On one level, Icon can be read as a mid-grade/young adult dystopian novel. It’s slightly futuristic (but at the same time, it feels very much a story of right here and right now), with an all-too-plausible premise in which our current culture combines the worst of that “feel good, be tolerant and accepting of everything” mentality with the equally strong intolerance and suspicion of the “other,” with predictable results. As long as you’re completely secular and keep your religion so private nobody knows about it, you’re fine. Those who insist on believing, who stand apart from the bland lip service of “acceptance” and “tolerance,” are sacrificed on the altar of that intolerant tolerance.
It’s the combination of the two cultures – secular and Orthodox – that is part of the strength and the power of this book. Euphrosyne, or Hillary as she is called in the new world order, is off balance and isn’t sure what is truth and what are lies. All she knows is that in one horrific moment, she lost her family and her reality, and the rest of the book is her groping to find or return to something true and real.

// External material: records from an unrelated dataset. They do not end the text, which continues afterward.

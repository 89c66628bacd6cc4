//! The reconciliation engine behind [`CheckList`].
//!
//! A mounted checklist registers exactly three listeners:
//!
//! - a watcher on the `available` binding, which rebuilds the rows when the
//!   catalog changes,
//! - a watcher on the `selected` binding, which re-marks the rows when the
//!   selection changes,
//! - an input listener on the container, which turns checkbox toggles into
//!   in-place edits of the bound selection.
//!
//! Everything runs synchronously inside the notification that triggered it.
//! The engine's state lock is never held while the selection is edited or
//! while outcome signals are emitted, so host slots may freely call back
//! into the list or rebind either binding.

use std::collections::HashSet;
use std::sync::{Arc, Weak};

use horizon_checklist_core::{Binding, Change, ConnectionGuard, Signal};
use parking_lot::Mutex;

use crate::config::{ChangeDetection, CheckListConfig};
use crate::error::{CheckListError, Result};
use crate::logging::{targets, SurfaceDebug, TreeFormatOptions};
use crate::model::{ItemCatalog, SelectionSet};

use super::container::Container;
use super::events::InputEvent;
use super::renderer::ListRenderer;
use super::surface::{RenderSurface, RowView};

/// What a binding notification did to the rows.
#[derive(Debug, Clone, Copy, PartialEq, Eq)]
pub enum Reconcile {
    /// The rows were torn down and rebuilt from the new catalog.
    CatalogRebuilt { rows: usize },
    /// The new catalog is empty; the rows were torn down.
    CatalogCleared,
    /// The catalog was rebound without a detected change; rows untouched.
    CatalogSkipped,
    /// Every row's check mark was recomputed.
    SelectionRemarked { checked: usize },
    /// The selection was rebound without a detected change; marks untouched.
    SelectionSkipped,
}

/// What a user input did to the selection.
#[derive(Debug, Clone, PartialEq, Eq)]
pub enum Toggle {
    /// Not a checkbox event, or its row no longer exists.
    Ignored,
    /// The row's value was appended to the selection at `index`.
    Appended { value: String, index: usize },
    /// The row at `row` was unchecked and its value removed from `index`.
    Removed {
        value: String,
        row: usize,
        index: usize,
    },
    /// The row at `row` was unchecked but its value was not selected.
    Missing { value: String, row: usize },
}

/// A selection edit decided under the state lock, applied after releasing it.
enum PendingEdit {
    None,
    Append {
        selection: SelectionSet,
        value: String,
    },
    Remove {
        selection: SelectionSet,
        value: String,
        row: usize,
    },
}

struct EngineState {
    surface: RenderSurface,
    renderer: ListRenderer,
    selection: SelectionSet,
    change_detection: ChangeDetection,
}

impl EngineState {
    fn new(selection: SelectionSet, config: &CheckListConfig) -> Self {
        Self {
            surface: RenderSurface::new(),
            renderer: ListRenderer::new(config.id_prefix.clone()),
            selection,
            change_detection: config.change_detection,
        }
    }

    #[tracing::instrument(skip_all, target = "horizon_checklist::engine", level = "debug")]
    fn on_catalog_change(
        &mut self,
        current: &ItemCatalog,
        previous: Option<&ItemCatalog>,
    ) -> Reconcile {
        if current.is_empty() {
            let removed = self.renderer.teardown(&mut self.surface);
            tracing::debug!(target: targets::ENGINE, removed, "catalog empty, rows cleared");
            return Reconcile::CatalogCleared;
        }

        if let Some(previous) = previous {
            if !self.change_detection.catalog_changed(current, previous) {
                tracing::debug!(
                    target: targets::ENGINE,
                    rows = self.surface.len(),
                    "catalog rebound without a detected change, rebuild skipped"
                );
                return Reconcile::CatalogSkipped;
            }
        }

        self.renderer.teardown(&mut self.surface);
        let selection = &self.selection;
        let rows = selection.with(|values| {
            let selected: HashSet<&str> = values.iter().map(String::as_str).collect();
            self.renderer
                .render_all(&mut self.surface, current, |value| selected.contains(value))
        });
        tracing::debug!(target: targets::ENGINE, rows, "rows rebuilt");
        Reconcile::CatalogRebuilt { rows }
    }

    #[tracing::instrument(skip_all, target = "horizon_checklist::engine", level = "debug")]
    fn on_selection_change(
        &mut self,
        current: &SelectionSet,
        previous: Option<&SelectionSet>,
    ) -> Reconcile {
        self.selection = current.clone();

        if let Some(previous) = previous {
            if !self.change_detection.selection_changed(current, previous) {
                tracing::debug!(
                    target: targets::ENGINE,
                    "selection rebound without a detected change, marks untouched"
                );
                return Reconcile::SelectionSkipped;
            }
        }

        let checked = self.remark();
        tracing::debug!(target: targets::ENGINE, checked, "check marks updated");
        Reconcile::SelectionRemarked { checked }
    }

    /// Sets every row's check mark from the bound selection.
    fn remark(&mut self) -> usize {
        let surface = &mut self.surface;
        self.selection.with(|values| {
            let selected: HashSet<&str> = values.iter().map(String::as_str).collect();
            let mut checked = 0;
            for node in surface.nodes_mut() {
                let is_selected = selected.contains(node.value());
                node.set_checked(is_selected);
                checked += usize::from(is_selected);
            }
            checked
        })
    }

    #[tracing::instrument(skip_all, target = "horizon_checklist::engine", level = "debug")]
    fn on_user_toggle(&mut self, event: &InputEvent) -> PendingEdit {
        if !event.is_checkbox() {
            tracing::trace!(target: targets::ENGINE, control = ?event.control, "non-checkbox input ignored");
            return PendingEdit::None;
        }

        let Some((row, node)) = self.surface.locate_mut(event.target) else {
            tracing::trace!(target: targets::ENGINE, target_id = ?event.target, "input for a row that no longer exists ignored");
            return PendingEdit::None;
        };
        node.set_checked(event.checked);
        let value = node.value().to_string();

        if event.checked {
            PendingEdit::Append {
                selection: self.selection.clone(),
                value,
            }
        } else {
            PendingEdit::Remove {
                selection: self.selection.clone(),
                value,
                row,
            }
        }
    }
}

struct Shared {
    state: Mutex<EngineState>,
    reconciled: Signal<Reconcile>,
    toggled: Signal<Toggle>,
}

impl Shared {
    fn catalog_changed(&self, change: &Change<ItemCatalog>) {
        let outcome = self
            .state
            .lock()
            .on_catalog_change(&change.current, change.previous.as_ref());
        self.reconciled.emit(outcome);
    }

    fn selection_changed(&self, change: &Change<SelectionSet>) {
        let outcome = self
            .state
            .lock()
            .on_selection_change(&change.current, change.previous.as_ref());
        self.reconciled.emit(outcome);
    }

    fn input(&self, event: &InputEvent) {
        let pending = self.state.lock().on_user_toggle(event);
        let outcome = match pending {
            PendingEdit::None => Toggle::Ignored,
            PendingEdit::Append { selection, value } => {
                let index = selection.push(value.clone());
                Toggle::Appended { value, index }
            }
            PendingEdit::Remove {
                selection,
                value,
                row,
            } => match selection.remove_value(&value) {
                Some(index) => Toggle::Removed { value, row, index },
                None => Toggle::Missing { value, row },
            },
        };
        tracing::debug!(target: targets::ENGINE, ?outcome, "input handled");
        self.toggled.emit(outcome);
    }
}

/// A checkbox list mounted in a [`Container`], kept in sync with a bound
/// catalog and a bound selection.
///
/// # Example
///
/// ```
/// use horizon_checklist::prelude::*;
///
/// let available = Binding::new(ItemCatalog::new([("a", "A"), ("b", "B")]).unwrap());
/// let selected = Binding::new(SelectionSet::new(["b"]));
/// let container = Container::new("regions");
///
/// let list = CheckList::mount(container.clone(), &available, &selected, CheckListConfig::default())
///     .unwrap();
///
/// let rows = list.rows();
/// assert!(!rows[0].checked);
/// assert!(rows[1].checked);
///
/// container.dispatch(InputEvent::checkbox(rows[0].id, true));
/// assert_eq!(selected.get().values(), vec!["b", "a"]);
///
/// container.dispatch(InputEvent::checkbox(rows[1].id, false));
/// assert_eq!(selected.get().values(), vec!["a"]);
/// ```
///
/// # Signals
///
/// - [`reconciled`](Self::reconciled): outcome of every binding notification
/// - [`toggled`](Self::toggled): outcome of every input event
///
/// Dropping the list detaches its listeners and frees the container.
pub struct CheckList {
    shared: Arc<Shared>,
    container: Arc<Container>,
    connections: Vec<ConnectionGuard>,
}

impl CheckList {
    /// Mounts a list in `container`.
    ///
    /// The catalog and selection watchers run once immediately, so the rows
    /// are rendered and marked by the time this returns.
    ///
    /// # Errors
    ///
    /// - [`CheckListError::InvalidConfig`] if `config` does not validate
    /// - [`CheckListError::ContainerInUse`] if another list is mounted in
    ///   `container`
    pub fn mount(
        container: Arc<Container>,
        available: &Binding<ItemCatalog>,
        selected: &Binding<SelectionSet>,
        config: CheckListConfig,
    ) -> Result<Self> {
        config.validate()?;
        if !container.claim() {
            return Err(CheckListError::ContainerInUse {
                container: container.name().to_string(),
            });
        }

        let shared = Arc::new(Shared {
            state: Mutex::new(EngineState::new(selected.get(), &config)),
            reconciled: Signal::new(),
            toggled: Signal::new(),
        });

        let weak = Arc::downgrade(&shared);
        let catalog_watch = available.watch_scoped(move |change| {
            with_shared(&weak, |shared| shared.catalog_changed(change));
        });
        let weak = Arc::downgrade(&shared);
        let selection_watch = selected.watch_scoped(move |change| {
            with_shared(&weak, |shared| shared.selection_changed(change));
        });
        let weak = Arc::downgrade(&shared);
        let input_listener = container.listen(move |event| {
            with_shared(&weak, |shared| shared.input(event));
        });

        tracing::debug!(
            target: targets::ENGINE,
            container = container.name(),
            ?config,
            "checklist mounted"
        );

        Ok(Self {
            shared,
            container,
            connections: vec![catalog_watch, selection_watch, input_listener],
        })
    }

    /// Snapshot of the rendered rows in display order.
    pub fn rows(&self) -> Vec<RowView> {
        self.shared.state.lock().surface.rows()
    }

    /// Number of rendered rows.
    pub fn len(&self) -> usize {
        self.shared.state.lock().surface.len()
    }

    /// Returns `true` if no rows are rendered.
    pub fn is_empty(&self) -> bool {
        self.shared.state.lock().surface.is_empty()
    }

    /// Values of the checked rows in display order.
    pub fn checked_values(&self) -> Vec<String> {
        self.shared.state.lock().surface.checked_values()
    }

    /// The selection that input events currently edit.
    pub fn selection(&self) -> SelectionSet {
        self.shared.state.lock().selection.clone()
    }

    /// The container this list is mounted in.
    pub fn container(&self) -> &Arc<Container> {
        &self.container
    }

    /// Human-readable dump of the rows.
    pub fn debug_tree(&self) -> String {
        self.debug_tree_with(TreeFormatOptions::default())
    }

    /// Human-readable dump of the rows with custom formatting.
    pub fn debug_tree_with(&self, options: TreeFormatOptions) -> String {
        let state = self.shared.state.lock();
        SurfaceDebug::with_options(options).format(self.container.name(), &state.surface)
    }

    /// Signal emitted after every catalog or selection notification.
    pub fn reconciled(&self) -> &Signal<Reconcile> {
        &self.shared.reconciled
    }

    /// Signal emitted after every input event.
    pub fn toggled(&self) -> &Signal<Toggle> {
        &self.shared.toggled
    }
}

impl Drop for CheckList {
    fn drop(&mut self) {
        self.connections.clear();
        self.container.release();
        tracing::debug!(target: targets::ENGINE, container = self.container.name(), "checklist unmounted");
    }
}

impl std::fmt::Debug for CheckList {
    fn fmt(&self, f: &mut std::fmt::Formatter<'_>) -> std::fmt::Result {
        f.debug_struct("CheckList")
            .field("container", &self.container.name())
            .field("rows", &self.len())
            .finish()
    }
}

fn with_shared(weak: &Weak<Shared>, f: impl FnOnce(&Shared)) {
    if let Some(shared) = weak.upgrade() {
        f(&shared);
    }
}

static_assertions::assert_impl_all!(CheckList: Send, Sync);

This book brings home, in a visceral way, the experience of today’s martyrs. By marrying the reality of our lives in our culture with the slightly futuristic world in which religion is the only sin, Icon makes the modern Christian persecution real in a way none of the pictures on TV and social media can. We can see the images, watch the videos, and agonize as our brothers and sisters in faith are blown up, gunned down, and beheaded because they will not proclaim Allah, they will not burn the incense, and they will not say all religions are a private and personal matter, to be kept only in our minds and hearts and never shared with anyone. But Georgia brings the pain, the blood, and the sacrifice home to us, to our neighborhoods and to our living rooms: from the broken figure of Jesus in a thrown-away Christmas creche to a hurried and paranoid Paschal breakfast in a MacDonald’s drive-through, while covered in the blood of your martyred family.
And it got deeper, and still more compelling.
On another level, this book is about being an icon of Christ, of standing as firm as the hardwood upon which our icons are written. It’s about being the salt and the beacon, even if we aren’t aware that’s what we’re doing. It’s about seeing that saints are made of the same stuff we are, and are as weak, as doubting, and as broken as every single one of us, and that sometimes, what makes a saint isn’t their incredible faith and strength, but their confusion, their doubt and their stumbling through the dark toward a distant, faint light with no assurance that it’s not just another train barreling down the tracks toward them.
I don’t think this book could have been written by anyone but an Orthodox Christian. The power and strength of Icon is the effortless way Georgia Briggs combines all three of those threads: the culture of our faith with secular culture and the power and true meaning of an icon. The cultural clashes could be done by anyone. It’s just a matter of knowing a religious culture and a secular culture. Plenty of people know that. But it’s only the Orthodox who understand what those wooden paintings really mean, and what stands behind each and every one of them. And it’s the combination of those three threads that gives Icon the strength and the power it has to not just take a place in your heart, but to insinuate itself into the very fiber of your being. This is not a book that can be forgotten easily. It’s a book that will widen and deepen your world.